* [Extracted data]

▼▼▼

use cell_counter::segmentation::{FOREGROUND, Mask, extract_regions};
use image::Luma;

fn paint(mask: &mut Mask, x: u32, y: u32, w: u32, h: u32) {
    for yy in y..y + h {
        for xx in x..x + w {
            mask.put_pixel(xx, yy, Luma([FOREGROUND]));
        }
    }
}

#[test]
fn empty_mask_has_no_regions() {
    assert!(extract_regions(&Mask::new(16, 16)).is_empty());
}

#[test]
fn rectangle_area_is_polygon_area() {
    let mut mask = Mask::new(30, 20);
    paint(&mut mask, 5, 5, 10, 6);
    let regions = extract_regions(&mask);
    assert_eq!(regions.len(), 1);
    // boundary through pixel centres: 9 x 5
    assert_eq!(regions[0].area(), 45.0);
    assert_eq!(regions[0].boundary().len(), 4);
}

#[test]
fn single_pixel_has_zero_area() {
    let mut mask = Mask::new(10, 10);
    paint(&mut mask, 4, 4, 1, 1);
    let regions = extract_regions(&mask);
    assert_eq!(regions.len(), 1);
    assert_eq!(regions[0].area(), 0.0);
}

#[test]
fn separate_blocks_are_separate_regions() {
    let mut mask = Mask::new(40, 20);
    paint(&mut mask, 2, 2, 5, 5);
    paint(&mut mask, 20, 2, 8, 8);
    let mut areas: Vec<f64> = extract_regions(&mask).iter().map(|r| r.area()).collect();
    areas.sort_by(|a, b| a.total_cmp(b));
    assert_eq!(areas, vec![16.0, 49.0]);
}

#[test]
fn diagonal_neighbours_are_connected() {
    let mut mask = Mask::new(12, 12);
    paint(&mut mask, 2, 2, 3, 3);
    paint(&mut mask, 5, 5, 3, 3);
    assert_eq!(extract_regions(&mask).len(), 1);
}

#[test]
fn islands_inside_holes_are_not_reported() {
    let mut mask = Mask::new(50, 50);
    paint(&mut mask, 5, 5, 30, 30);
    for y in 10..30 {
        for x in 10..30 {
            mask.put_pixel(x, y, Luma([0]));
        }
    }
    paint(&mut mask, 17, 17, 6, 6);
    paint(&mut mask, 40, 40, 5, 5);

    let mut areas: Vec<f64> = extract_regions(&mask).iter().map(|r| r.area()).collect();
    areas.sort_by(|a, b| a.total_cmp(b));
    // the ring's outer boundary encloses its hole
    assert_eq!(areas, vec![16.0, 841.0]);
}

#[test]
fn region_touching_image_corner() {
    let mut mask = Mask::new(10, 10);
    paint(&mut mask, 0, 0, 5, 5);
    let regions = extract_regions(&mask);
    assert_eq!(regions.len(), 1);
    assert_eq!(regions[0].area(), 16.0);
}

#[test]
fn full_frame_mask_is_one_region() {
    let mut mask = Mask::new(40, 30);
    paint(&mut mask, 0, 0, 40, 30);
    let regions = extract_regions(&mask);
    assert_eq!(regions.len(), 1);
    assert_eq!(regions[0].area(), 39.0 * 29.0);
    assert!(regions[0].boundary().iter().all(|p| p.x >= 0 && p.y >= 0 && p.x < 40 && p.y < 30));
}

#[test]
fn full_width_band_is_one_region() {
    let mut mask = Mask::new(100, 100);
    paint(&mut mask, 0, 40, 100, 20);
    let regions = extract_regions(&mask);
    assert_eq!(regions.len(), 1);
    assert_eq!(regions[0].area(), 99.0 * 19.0);
}

#[test]
fn left_half_is_one_region() {
    let mut mask = Mask::new(30, 20);
    paint(&mut mask, 0, 0, 15, 20);
    let regions = extract_regions(&mask);
    assert_eq!(regions.len(), 1);
    assert_eq!(regions[0].area(), 14.0 * 19.0);
}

▲▲▲

* [What is needed] Looking at the entries above, can you reproduce exactly the lines from the one that holds "for yy in y..y" through the one that holds "assert_eq!(extract_regions(&mask).len(), 1);", and only those?

* [Solution to the problem]
    for yy in y..y + h {
        for xx in x..x + w {
            mask.put_pixel(xx, yy, Luma([FOREGROUND]));
        }
    }
}

#[test]
fn empty_mask_has_no_regions() {
    assert!(extract_regions(&Mask::new(16, 16)).is_empty());
}

#[test]
fn rectangle_area_is_polygon_area() {
    let mut mask = Mask::new(30, 20);
    paint(&mut mask, 5, 5, 10, 6);
    let regions = extract_regions(&mask);
    assert_eq!(regions.len(), 1);
    // boundary through pixel centres: 9 x 5
    assert_eq!(regions[0].area(), 45.0);
    assert_eq!(regions[0].boundary().len(), 4);
}

#[test]
fn single_pixel_has_zero_area() {
    let mut mask = Mask::new(10, 10);
    paint(&mut mask, 4, 4, 1, 1);
    let regions = extract_regions(&mask);
    assert_eq!(regions.len(), 1);
    assert_eq!(regions[0].area(), 0.0);
}

#[test]
fn separate_blocks_are_separate_regions() {
    let mut mask = Mask::new(40, 20);
    paint(&mut mask, 2, 2, 5, 5);
    paint(&mut mask, 20, 2, 8, 8);
    let mut areas: Vec<f64> = extract_regions(&mask).iter().map(|r| r.area()).collect();
    areas.sort_by(|a, b| a.total_cmp(b));
    assert_eq!(areas, vec![16.0, 49.0]);
}

#[test]
fn diagonal_neighbours_are_connected() {
    let mut mask = Mask::new(12, 12);
    paint(&mut mask, 2, 2, 3, 3);
    paint(&mut mask, 5, 5, 3, 3);
    assert_eq!(extract_regions(&mask).len(), 1);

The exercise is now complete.